The trailblazing school is geared towards Northerners who are serious about growing their own food and offers valuable lessons through monthly workshops in food harvesting and storage, garden maintenance and marketing, and even an introduction to small animal husbandry.

The classroom is at capacity, with 15 students from communities across the NWT, Milne said.

Two of the participants are from Fort Good Hope and went home during the four days in between  workshops to host informational gardening sessions of their own.

“They organized it and taught what they’d learned in the seed course with just those four days when they went back to Fort Good Hope. So, see, they’re already teaching other people in their communities,” Milne said. “This is exactly what we want. Everyone in these workshops is passionate and wants to inspire others. They are aware this isn’t just about the individual, but about changing how we eat and live as a whole community.”

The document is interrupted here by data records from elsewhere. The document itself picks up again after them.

use super::backend::StorageBackend;
use crate::error::{Result, StockroomError};
use crate::model::Catalog;
use std::fs;
use std::path::PathBuf;
use uuid::Uuid;

/// File-backed catalog storage: one pretty-printed JSON document.
pub struct FsBackend {
    data_file: PathBuf,
    atomic_writes: bool,
}

impl FsBackend {
    pub fn new(data_file: impl Into<PathBuf>) -> Self {
        Self {
            data_file: data_file.into(),
            atomic_writes: true,
        }
    }

    /// With atomic writes off, the data file is truncated and rewritten in place,
    /// so a crash mid-write can leave it truncated.
    pub fn with_atomic_writes(mut self, atomic: bool) -> Self {
        self.atomic_writes = atomic;
        self
    }

    fn ensure_parent_dir(&self) -> Result<()> {
        if let Some(parent) = self.data_file.parent() {
            if !parent.as_os_str().is_empty() && !parent.exists() {
                fs::create_dir_all(parent).map_err(StockroomError::Io)?;
            }
        }
        Ok(())
    }

    fn tmp_path(&self) -> PathBuf {
        let stem = self
            .data_file
            .file_stem()
            .map(|s| s.to_string_lossy().into_owned())
            .unwrap_or_else(|| "catalog".to_string());
        self.data_file
            .with_file_name(format!(".{}-{}.tmp", stem, Uuid::new_v4()))
    }
}

impl StorageBackend for FsBackend {
    fn load_catalog(&self) -> Result<Catalog> {
        if !self.data_file.exists() {
            tracing::debug!(path = %self.data_file.display(), "no catalog file, starting empty");
            return Ok(Catalog::new());
        }
        let content = fs::read_to_string(&self.data_file).map_err(StockroomError::Io)?;
        let catalog: Catalog =
            serde_json::from_str(&content).map_err(StockroomError::Serialization)?;
        tracing::debug!(
            path = %self.data_file.display(),
            items = catalog.len(),
            "loaded catalog"
        );
        Ok(catalog)
    }

    fn save_catalog(&self, catalog: &Catalog) -> Result<()> {
        self.ensure_parent_dir()?;
        let content =
            serde_json::to_string_pretty(catalog).map_err(StockroomError::Serialization)?;

        if self.atomic_writes {
            let tmp_file = self.tmp_path();
            fs::write(&tmp_file, content).map_err(StockroomError::Io)?;
            if let Err(e) = fs::rename(&tmp_file, &self.data_file) {
                let _ = fs::remove_file(&tmp_file);
                return Err(StockroomError::Io(e));
            }
        } else {
            fs::write(&self.data_file, content).map_err(StockroomError::Io)?;
        }

        tracing::debug!(
            path = %self.data_file.display(),
            items = catalog.len(),
            atomic = self.atomic_writes,
            "saved catalog"
        );
        Ok(())
    }
}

The workshops, which run for one weekend per month until October, are in high demand with over 40 people already on the waiting list for next year and more names rolling in on a regular basis, Milne said.

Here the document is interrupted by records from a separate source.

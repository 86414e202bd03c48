use crate::commands::CmdResult;
use crate::error::Result;
use crate::model::Item;
use crate::store::{CatalogStore, StorageBackend};

#[derive(Debug, Clone, Copy, PartialEq, Eq)]
pub enum SortKey {
    /// Case-insensitive lexical order of item names
    Name,
    /// Numeric order of stock counts
    Stock,
}

/// A view-time ordering. Without one, items come out in catalog order.
#[derive(Debug, Clone, Copy, PartialEq, Eq)]
pub struct ListOrder {
    pub key: SortKey,
    pub reverse: bool,
}

impl ListOrder {
    pub fn new(key: SortKey, reverse: bool) -> Self {
        Self { key, reverse }
    }
}

pub fn run<B: StorageBackend>(
    store: &CatalogStore<B>,
    order: Option<ListOrder>,
) -> Result<CmdResult> {
    let mut items = store.catalog().to_items();
    if let Some(order) = order {
        sort_items(&mut items, order);
    }
    Ok(CmdResult::default().with_listed_items(items))
}

/// Stable sort, so equal keys keep their catalog order.
pub fn sort_items(items: &mut [Item], order: ListOrder) {
    match order.key {
        SortKey::Name => items.sort_by_cached_key(|item| item.name.to_lowercase()),
        SortKey::Stock => items.sort_by_key(|item| item.stock_count),
    }
    if order.reverse {
        items.reverse();
    }
}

With adequate funding, Milne plans to expand the workshops for the 2014 season.

The GNWT confirmed its contribution of $40,000 to the institute at the end of January, the startup portion of the total $350,000 Milne originally requested.

Viviane Edgi-Manuel of Fort Good Hope tries her hand at transplanting. (Photo by Kim Rapati)

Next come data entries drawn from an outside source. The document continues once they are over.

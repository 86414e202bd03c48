//! # Stockroom Architecture
//!
//! Stockroom is a **UI-agnostic inventory library**: a small product catalog (item name
//! to stock count) persisted to a local JSON file, with CSV import and export. The
//! `stockroom` binary is one client of it; a desktop or web front end would call the
//! same API.
//!
//! ## Layers
//!
//! ```text
//! ┌─────────────────────────────────────────────────────────────┐
//! │  CLI Layer (cli/, wired by main.rs)                         │
//! │  - Parses arguments, validates user text, prints results    │
//! │  - The ONLY place that knows about stdout/stderr/exit codes │
//! └─────────────────────────────────────────────────────────────┘
//!                              │
//!                              ▼
//! ┌─────────────────────────────────────────────────────────────┐
//! │  API Layer (api.rs)                                         │
//! │  - Thin facade over commands                                │
//! │  - Returns structured Result types                          │
//! └─────────────────────────────────────────────────────────────┘
//!                              │
//!                              ▼
//! ┌─────────────────────────────────────────────────────────────┐
//! │  Command Layer (commands/*.rs)                              │
//! │  - add, update, delete, search, list, import, export        │
//! │  - Outcomes and status messages, never terminal output      │
//! └─────────────────────────────────────────────────────────────┘
//!                              │
//!                              ▼
//! ┌─────────────────────────────────────────────────────────────┐
//! │  Storage Layer (store/)                                     │
//! │  - CatalogStore: in-memory catalog + full-file persistence  │
//! │  - StorageBackend: FsBackend (production), MemBackend       │
//! └─────────────────────────────────────────────────────────────┘
//! ```
//!
//! ## Failure Model
//!
//! "Already exists", "not found" and "no matches" are ordinary outcomes carried in
//! [`commands::CmdResult`]. Malformed CSV rows are skipped and listed in the import
//! report. Errors ([`error::StockroomError`]) are for I/O, a corrupt catalog file on
//! load, undecodable CSV, stock text that is not a whole number, and stock arithmetic
//! that leaves the `i64` range. A failed operation leaves the catalog as it was.
//!
//! ## Module Overview
//!
//! - [`api`]: The API facade, entry point for all operations
//! - [`commands`]: Business logic for each operation
//! - [`store`]: Catalog store and storage backends
//! - [`model`]: `Catalog`, `Record`, `Item`, `ImportMode`, stock parsing
//! - [`table`]: CSV reading and writing
//! - [`config`]: Configuration management
//! - [`error`]: Error types

pub mod api;
pub mod commands;
pub mod config;
pub mod error;
pub mod model;
pub mod store;
pub mod table;
use crate::commands::{CmdMessage, CmdResult, ItemOutcome};
use crate::error::{Result, StockroomError};
use crate::store::{CatalogStore, StorageBackend};

/// Applies `delta` to an item's stock. Stock may go negative. A result outside
/// the `i64` range is an error and nothing is changed.
pub fn run<B: StorageBackend>(
    store: &mut CatalogStore<B>,
    name: &str,
    delta: i64,
) -> Result<CmdResult> {
    let mut next = store.catalog().clone();
    let stock_count = match next.get_mut(name) {
        Some(record) => {
            record.stock_count = add_stock(name, record.stock_count, delta)?;
            record.stock_count
        }
        None => {
            return Ok(CmdResult::default()
                .with_outcome(ItemOutcome::NotFound)
                .with_message(CmdMessage::error(format!("Item '{}' not found.", name))));
        }
    };

    store.commit(next)?;
    tracing::info!(item = name, delta, stock_count, "stock updated");

    Ok(CmdResult::default()
        .with_outcome(ItemOutcome::Updated { stock_count })
        .with_message(CmdMessage::success(format!(
            "Stock updated: {} = {}",
            name, stock_count
        ))))
}

pub(crate) fn add_stock(name: &str, current: i64, delta: i64) -> Result<i64> {
    current
        .checked_add(delta)
        .ok_or_else(|| StockroomError::StockOverflow {
            name: name.to_string(),
            current,
            delta,
        })
}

Viviane Edgi-Manuel of Fort Good Hope tries her hand at transplanting. (Photo by Kim Rapati)

To date, $140,000 has been allocated to the school, but Milne said she needs about $50,000 more to cover all the student airfares           .

“We could have just had the workshops open to those in the South Slave region and it wouldn’t be so expensive, but the idea is to mentor people from all the NWT regions and then a couple years from now, we’ll have satellite teaching centres so people in, let’s say, Norman Wells, can get together and have workshops and there will be permanent resource people there.”

Milne said it’s time for the North to “get smart,” and start “flying people, not food” into the remote communities.

“Everyone has concerns about food, whether that be health, costs, access, variety, selection and taste…There’s many reasons to want to take more charge of our food supply,” she said.

Students have so far gained valuable hands-on experience in Milne’s own greenhouse, planting seeds, learning what has to be planted ahead of time inside and why, how to know when to transplant and to do so effectively, and how to develop organic soil fertility.

“What if the rototiller breaks down? You have to know what to do,” Milne said.

The class also dedicated an entire day to the discussion of rainwater harvesting.

“Lots of people are on trucked-in, delivered water and they can’t afford to water gardens, so we looked at different ways of storing rain water, getting water from the river, how to use non-electric pumps,” Milne said. “We made self-watering buckets out of recycled five gallon pails. That’s what it’s about: real, practical stuff. And that makes the students so gung-ho. They’ll all have gardens for sure.”

The participants range in age from 14 to 60, Milne said, and include men and women.

“We have one 14 year-old Aboriginal boy who wants to build his own greenhouse…Another woman is from the Phillipines, and everyone brings their own unique perspectives to the table,” she said.

The next workshop, set for June 7-9, will explore various garden construction designs and feature a tour of a market garden in Hay River.

“Spring comes in many ways and this is spring for a food transformation in the NWT,” Milne said. “One young student told me he was doing this because it was about changing the world.”